Qatar
Qatar iGaming market in numbers
| Metric | 2025 | 2026 |
|---|---|---|
| Total GGR | $110m | $125m |
| Regulated GGR | $0m | - |
| Offshore GGR | $110m | - |
| Channelization | 0% | - |
| Mobile share | 85% | - |
| YoY growth | - | +14.0% |
| CAGR 2021–2026 | +13% | - |
Regulated and offshore split
Legal status by vertical
Operator's read on Qatar
Qatar is a strict prohibition market with no licensing framework and no reform signal, and an operator should read it as closed with the conservative posture that makes it one of the least likely Gulf states to open. All gambling is prohibited under the penal code and Sharia, with no legal exceptions and no regulator, and offshore sites are blocked though reachable via VPN and crypto. The strategic point is that, in deliberate contrast to the opening UAE, Qatar has shown no liberalising signal even around its 2022 World Cup, so there is no entry and no near-term catalyst.
Prohibition is total with no grey area.

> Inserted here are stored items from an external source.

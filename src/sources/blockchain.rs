use crate::core::{NormalizeError, PriceMap, SchemaKind};
use serde::Deserialize;
use serde_json::Value;
use std::collections::BTreeMap;

/// blockchain.info's ticker has no envelope: the top-level members are the
/// currency codes themselves, each quoting several price points.
#[derive(Debug, Deserialize)]
struct BlockchainTicker {
    last: serde_json::Number,
}

pub(super) fn parse(raw: &Value) -> Result<PriceMap, NormalizeError> {
    let response: BTreeMap<String, BlockchainTicker> =
        serde_json::from_value(raw.clone()).map_err(|source| NormalizeError::SchemaMismatch {
            kind: SchemaKind::Blockchain,
            source,
        })?;

    Ok(response
        .into_iter()
        .map(|(code, ticker)| (code, ticker.last.to_string()))
        .collect())
}

#[cfg(test)]
mod tests {
    use super::*;
    use serde_json::json;

    #[test]
    fn test_parses_last_price_per_currency() {
        let raw = json!({
            "USD": {"15m": 65001.0, "last": 65000.5, "buy": 65000.5, "sell": 65000.5, "symbol": "$"},
            "EUR": {"15m": 60001.0, "last": 60000.25, "buy": 60000.25, "sell": 60000.25, "symbol": "€"},
            "JPY": {"15m": 9500000, "last": 9500001, "buy": 9500001, "sell": 9500001, "symbol": "¥"}
        });

        let prices = parse(&raw).unwrap();
        assert_eq!(prices.len(), 3);
        assert_eq!(prices.get("USD"), Some(&"65000.5".to_string()));
        assert_eq!(prices.get("EUR"), Some(&"60000.25".to_string()));
        assert_eq!(prices.get("JPY"), Some(&"9500001".to_string()));
    }

    #[test]
    fn test_member_without_last_is_a_schema_mismatch() {
        let raw = json!({
            "USD": {"15m": 65001.0, "buy": 65000.5}
        });
        let err = parse(&raw).unwrap_err();
        assert!(matches!(
            err,
            NormalizeError::SchemaMismatch {
                kind: SchemaKind::Blockchain,
                ..
            }
        ));
    }

    #[test]
    fn test_non_object_document_is_a_schema_mismatch() {
        let raw = json!([1, 2, 3]);
        assert!(parse(&raw).is_err());
    }
}
use crate::core::source::{PriceSource, SchemaKind};
use anyhow::{Context, Result};
use directories::ProjectDirs;
use serde::{Deserialize, Serialize};
use std::time::Duration;
use std::{fs, path::PathBuf};
use tracing::debug;

pub const DEFAULT_PRIMARY_URL: &str = "https://api.exchangerate-api.com/v4/latest/USD";

const DEFAULT_BACKUP_URLS: [&str; 4] = [
    "https://api.coindesk.com/v2/bpi/currentprice.json",
    "https://api.coingecko.com/api/v3/simple/price?ids=bitcoin&vs_currencies=usd,eur,gbp,jpy,cny",
    "https://blockchain.info/ticker",
    "https://api.coinbase.com/v2/exchange-rates?currency=BTC",
];

/// One configured endpoint. When `schema` is omitted it is derived from
/// the URL text, which covers the stock public APIs.
#[derive(Debug, Deserialize, Serialize, Clone)]
pub struct SourceEntry {
    pub url: String,
    #[serde(default)]
    pub schema: Option<SchemaKind>,
}

impl SourceEntry {
    fn bare(url: &str) -> Self {
        SourceEntry {
            url: url.to_string(),
            schema: None,
        }
    }

    pub fn resolve(&self) -> PriceSource {
        match self.schema {
            Some(kind) => PriceSource::new(self.url.clone(), kind),
            None => PriceSource::from_url(self.url.clone()),
        }
    }
}

#[derive(Debug, Deserialize, Serialize, Clone)]
pub struct SourcesConfig {
    #[serde(default = "default_primary")]
    pub primary: SourceEntry,
    #[serde(default = "default_backups")]
    pub backups: Vec<SourceEntry>,
}

impl SourcesConfig {
    /// Fallback candidates in attempt order: the primary (or the user's
    /// override of it) first, then the fixed backups.
    pub fn candidates(&self, override_url: Option<&str>) -> Vec<PriceSource> {
        let primary = match override_url {
            Some(url) => PriceSource::from_url(url),
            None => self.primary.resolve(),
        };
        let mut candidates = vec![primary];
        candidates.extend(self.backups.iter().map(SourceEntry::resolve));
        candidates
    }
}

impl Default for SourcesConfig {
    fn default() -> Self {
        SourcesConfig {
            primary: default_primary(),
            backups: default_backups(),
        }
    }
}

fn default_primary() -> SourceEntry {
    SourceEntry::bare(DEFAULT_PRIMARY_URL)
}

fn default_backups() -> Vec<SourceEntry> {
    DEFAULT_BACKUP_URLS.iter().map(|url| SourceEntry::bare(url)).collect()
}

#[derive(Debug, Deserialize, Serialize, Clone)]
pub struct ReportConfig {
    #[serde(default = "default_report_file")]
    pub file: PathBuf,
}

impl Default for ReportConfig {
    fn default() -> Self {
        ReportConfig {
            file: default_report_file(),
        }
    }
}

fn default_report_file() -> PathBuf {
    PathBuf::from("btc_price_report.txt")
}

#[derive(Debug, Deserialize, Serialize, Clone)]
pub struct NetworkConfig {
    /// Per-request budget for a single fetch attempt.
    #[serde(default = "default_timeout_secs")]
    pub timeout_secs: u64,
    /// TCP probe target for the pre-flight connectivity check. An empty
    /// string disables the probe.
    #[serde(default = "default_probe")]
    pub connectivity_probe: String,
}

impl NetworkConfig {
    pub fn timeout(&self) -> Duration {
        Duration::from_secs(self.timeout_secs)
    }
}

impl Default for NetworkConfig {
    fn default() -> Self {
        NetworkConfig {
            timeout_secs: default_timeout_secs(),
            connectivity_probe: default_probe(),
        }
    }
}

fn default_timeout_secs() -> u64 {
    10
}

fn default_probe() -> String {
    "1.1.1.1:53".to_string()
}

#[derive(Debug, Default, Deserialize, Serialize, Clone)]
pub struct AppConfig {
    #[serde(default)]
    pub sources: SourcesConfig,
    #[serde(default)]
    pub report: ReportConfig,
    #[serde(default)]
    pub network: NetworkConfig,
}

impl AppConfig {
    pub fn load() -> Result<Self> {
        debug!("Loading default config");
        let config_path = Self::default_config_path()?;
        if !config_path.exists() {
            debug!("No config file found, using built-in defaults");
            return Ok(Self::default());
        }
        Self::load_from_path(&config_path)
    }

    pub fn default_config_path() -> Result<PathBuf> {
        let proj_dirs = ProjectDirs::from("io", "btcq", "btcq")
            .context("Could not determine project directories")?;
        Ok(proj_dirs.config_dir().join("config.yaml"))
    }

    pub fn load_from_path<P: AsRef<std::path::Path>>(path: P) -> Result<Self> {
        let config_str = fs::read_to_string(path.as_ref())
            .with_context(|| format!("Failed to read config file: {}", path.as_ref().display()))?;

        let config: Self = serde_yaml::from_str(&config_str)
            .with_context(|| format!("Failed to parse config file: {}", path.as_ref().display()))?;
        debug!("Successfully loaded config");
        Ok(config)
    }
}
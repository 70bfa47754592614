use crate::core::config::AppConfig;
use anyhow::{Context, Result};
use std::path::Path;

/// Creates a default configuration file with example content at the default location
pub fn setup() -> Result<()> {
    setup_at_path(AppConfig::default_config_path()?)
}

/// Creates a default configuration file with example content at the specified path
pub fn setup_at_path<P: AsRef<Path>>(path: P) -> Result<()> {
    let path = path.as_ref();

    if path.exists() {
        anyhow::bail!("Configuration file already exists at {}", path.display());
    }

    if let Some(parent) = path.parent() {
        std::fs::create_dir_all(parent)
            .with_context(|| format!("Failed to create directory: {}", parent.display()))?;
    }

    // Include the example config as a string literal in the binary
    let default_config = include_str!("../../docs/example_config.yaml");

    std::fs::write(path, default_config)
        .with_context(|| format!("Failed to write config file to {}", path.display()))?;

    tracing::info!("Created default configuration at {}", path.display());
    Ok(())
}
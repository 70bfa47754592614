//! Pre-flight connectivity probe.

use std::time::Duration;
use tokio::net::TcpStream;
use tracing::debug;

/// Opens a TCP connection to the probe address to distinguish "no network
/// at all" from "the price APIs are down". Returns false on any failure.
pub async fn check(probe: &str, timeout: Duration) -> bool {
    match tokio::time::timeout(timeout, TcpStream::connect(probe)).await {
        Ok(Ok(_)) => true,
        Ok(Err(err)) => {
            debug!(probe, error = %err, "Connectivity probe failed");
            false
        }
        Err(_) => {
            debug!(probe, "Connectivity probe timed out");
            false
        }
    }
}

#[cfg(test)]
mod tests {
    use super::*;
    use std::net::TcpListener;

    #[tokio::test]
    async fn test_reachable_listener_passes() {
        let listener = TcpListener::bind("127.0.0.1:0").unwrap();
        let addr = listener.local_addr().unwrap().to_string();

        assert!(check(&addr, Duration::from_secs(1)).await);
    }

    #[tokio::test]
    async fn test_closed_port_fails() {
        // Bind then drop so the port is known to be closed.
        let addr = {
            let listener = TcpListener::bind("127.0.0.1:0").unwrap();
            listener.local_addr().unwrap().to_string()
        };

        assert!(!check(&addr, Duration::from_secs(1)).await);
    }
}
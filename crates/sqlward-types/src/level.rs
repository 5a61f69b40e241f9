//! Rule severity levels and their total order.

use std::fmt;
use std::str::FromStr;

use serde::{Deserialize, Serialize};

/// Severity attached to an audit rule or finding.
///
/// Levels form a total order used for ranking and thresholds:
/// `Null < Normal < Notice < Warn < Error`. `Null` denotes the absence of
/// findings rather than a real severity; its string form is empty.
#[derive(
    Debug, Clone, Copy, Default, PartialEq, Eq, PartialOrd, Ord, Hash, Serialize, Deserialize,
)]
#[serde(rename_all = "lowercase")]
pub enum RuleLevel {
    /// No finding.
    #[default]
    #[serde(rename = "")]
    Null,
    /// Advisory finding; does not block anything.
    Normal,
    /// Noteworthy finding.
    Notice,
    /// Finding that should be reviewed before execution.
    Warn,
    /// Finding that blocks execution.
    Error,
}

impl RuleLevel {
    /// Returns the canonical string representation.
    #[must_use]
    pub const fn as_str(self) -> &'static str {
        match self {
            Self::Null => "",
            Self::Normal => "normal",
            Self::Notice => "notice",
            Self::Warn => "warn",
            Self::Error => "error",
        }
    }
}

impl fmt::Display for RuleLevel {
    fn fmt(&self, f: &mut fmt::Formatter<'_>) -> fmt::Result {
        f.write_str(self.as_str())
    }
}

/// Error returned when parsing an unknown level string.
#[derive(Debug, Clone, PartialEq, Eq)]
pub struct ParseRuleLevelError(String);

impl fmt::Display for ParseRuleLevelError {
    fn fmt(&self, f: &mut fmt::Formatter<'_>) -> fmt::Result {
        write!(f, "unknown rule level '{}'", self.0)
    }
}

impl std::error::Error for ParseRuleLevelError {}

impl FromStr for RuleLevel {
    type Err = ParseRuleLevelError;

    fn from_str(s: &str) -> Result<Self, Self::Err> {
        match s {
            "" => Ok(Self::Null),
            "normal" => Ok(Self::Normal),
            "notice" => Ok(Self::Notice),
            "warn" => Ok(Self::Warn),
            "error" => Ok(Self::Error),
            other => Err(ParseRuleLevelError(other.to_owned())),
        }
    }
}

#[cfg(test)]
mod tests {
    use rstest::rstest;

    use super::*;

    const ALL: [RuleLevel; 5] = [
        RuleLevel::Null,
        RuleLevel::Normal,
        RuleLevel::Notice,
        RuleLevel::Warn,
        RuleLevel::Error,
    ];

    #[rstest]
    fn ranking_matches_declaration_order() {
        for window in ALL.windows(2) {
            let [lower, higher] = window else {
                panic!("windows(2) yields pairs");
            };
            assert!(lower < higher, "{lower:?} must rank below {higher:?}");
        }
    }

    #[rstest]
    fn order_is_total() {
        for a in ALL {
            for b in ALL {
                let le = a <= b;
                let gt = a > b;
                assert!(le != gt, "exactly one of <= and > must hold for {a:?}/{b:?}");
            }
        }
    }

    #[rstest]
    #[case(RuleLevel::Null, "")]
    #[case(RuleLevel::Normal, "normal")]
    #[case(RuleLevel::Notice, "notice")]
    #[case(RuleLevel::Warn, "warn")]
    #[case(RuleLevel::Error, "error")]
    fn string_form_round_trips(#[case] level: RuleLevel, #[case] text: &str) {
        assert_eq!(level.as_str(), text);
        assert_eq!(text.parse::<RuleLevel>().expect("parse"), level);
    }

    #[rstest]
    fn unknown_level_is_rejected() {
        let err = "fatal".parse::<RuleLevel>().expect_err("must fail");
        assert!(err.to_string().contains("fatal"));
    }

    #[rstest]
    fn serde_uses_empty_string_for_null() {
        let json = serde_json::to_string(&RuleLevel::Null).expect("serialize");
        assert_eq!(json, r#""""#);
        let level: RuleLevel = serde_json::from_str(r#""warn""#).expect("deserialize");
        assert_eq!(level, RuleLevel::Warn);
    }
}
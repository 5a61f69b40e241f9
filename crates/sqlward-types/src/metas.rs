//! Per-plugin capability descriptors.

use serde::{Deserialize, Serialize};
use strum::{Display, EnumString};

use crate::params::Params;
use crate::rule::Rule;

/// A named, independently enable-able driver capability.
///
/// V2 plugins declare their enabled modules in their metadata reply; for V1
/// plugins the host derives the set by probing the optional services at
/// registration time.
#[derive(
    Debug, Clone, Copy, PartialEq, Eq, Hash, Serialize, Deserialize, Display, EnumString,
)]
#[serde(rename_all = "snake_case")]
#[strum(serialize_all = "snake_case", ascii_case_insensitive)]
pub enum OptionalModule {
    /// Generating rollback SQL for an audited statement.
    GenRollbackSql,
    /// Read-only query execution.
    Query,
    /// Execution-plan rendering.
    Explain,
    /// Table schema introspection.
    GetTableMeta,
    /// Extracting table references from SQL text.
    ExtractTableFromSql,
    /// Estimating how many rows a statement would touch.
    EstimateSqlAffectRows,
    /// Killing an in-flight connection process on the database side.
    KillProcess,
    /// Executing several statements in one batch call.
    ExecBatch,
}

/// Capability descriptor a plugin produces once at registration.
///
/// Immutable thereafter; the registry hands out deep copies so no caller
/// can mutate shared state.
#[derive(Debug, Clone, Default, PartialEq, Eq)]
pub struct DriverMetas {
    plugin_name: String,
    database_default_port: u16,
    rules: Vec<Rule>,
    database_additional_params: Params,
    enabled_optional_modules: Vec<OptionalModule>,
}

impl DriverMetas {
    /// Creates a descriptor for the named plugin.
    #[must_use]
    pub fn new(plugin_name: impl Into<String>, database_default_port: u16) -> Self {
        Self {
            plugin_name: plugin_name.into(),
            database_default_port,
            rules: Vec::new(),
            database_additional_params: Params::new(),
            enabled_optional_modules: Vec::new(),
        }
    }

    /// Attaches the plugin's declared rules.
    #[must_use]
    pub fn with_rules(mut self, rules: Vec<Rule>) -> Self {
        self.rules = rules;
        self
    }

    /// Attaches the schema of extra connection parameters.
    #[must_use]
    pub fn with_additional_params(mut self, params: Params) -> Self {
        self.database_additional_params = params;
        self
    }

    /// Declares the enabled optional modules.
    #[must_use]
    pub fn with_enabled_modules(mut self, modules: Vec<OptionalModule>) -> Self {
        self.enabled_optional_modules = modules;
        self
    }

    /// Returns the plugin name.
    #[must_use]
    pub fn plugin_name(&self) -> &str {
        &self.plugin_name
    }

    /// Returns the database's conventional port.
    #[must_use]
    pub const fn database_default_port(&self) -> u16 {
        self.database_default_port
    }

    /// Returns the declared rules.
    #[must_use]
    pub fn rules(&self) -> &[Rule] {
        &self.rules
    }

    /// Returns the schema of extra connection parameters.
    #[must_use]
    pub const fn database_additional_params(&self) -> &Params {
        &self.database_additional_params
    }

    /// Returns the enabled optional modules.
    #[must_use]
    pub fn enabled_optional_modules(&self) -> &[OptionalModule] {
        &self.enabled_optional_modules
    }

    /// Returns `true` when the plugin enables the given module.
    #[must_use]
    pub fn is_optional_module_enabled(&self, module: OptionalModule) -> bool {
        self.enabled_optional_modules.contains(&module)
    }
}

Qatari law prohibits all gambling with penalties of fines and imprisonment, there is no licensing framework and no regulator, and the ministry handling communications blocks offshore betting sites. For an operator, that means there is nothing to apply for and an active blocking regime, so the market is closed both in law and in practical access.
Qatar showed no signal even at the World Cup. The most telling point for an operator is that Qatar maintained its strict prohibition even as it hosted the 2022 World Cup, an event that might have prompted some liberalisation elsewhere, and it remains firmly prohibitionist. That conservative posture makes Qatar one of the least likely Gulf states to follow the UAE's regulated-gaming model, so an operator should not read the UAE opening as a regional template Qatar will adopt.
Access is blocked but reachable, which is not an opening. Residents and expats can reach offshore sites via VPN and crypto despite the blocking, but that informal access is not a market an operator can serve, because operating is illegal and the state actively censors gambling sites. For an operator, the persistence of some offshore access does not change the closure, and serving the market carries legal exposure.
What the honest read is. There is no compliant entry into Qatar, and no reform catalyst, so the right posture is to monitor only and exclude Qatari traffic. The contrast with the UAE is the lesson: two Gulf states have taken opposite paths, and Qatar's is firm prohibition that an operator should not expect to change.
The regional play. Qatar sits among the firmly prohibitionist Gulf states, the opposite of the opening UAE, which is where regional effort belongs. How a closed Gulf market fits a regional view is part of the multi-market sequencing piece.
The biggest mistake. The biggest mistake is assuming Qatar will follow the UAE's regulated-gaming opening, when it kept strict prohibition even through the 2022 World Cup. The related mistake is reading the VPN-based offshore access as a serviceable market. Treat Qatar as closed, exclude its traffic, and focus on the UAE.
What's changing
All online prohibited.
Where these figures come from
- Yield Sec
- H2GC
GGR figures are 2025 estimates or actuals where regulator data is available; 2026 projections drawn from the most recent published forecasts. Offshore figures are inherently more uncertain than regulated figures and should be treated as directional. Where reputable sources disagree materially the dataset uses the midpoint of the range.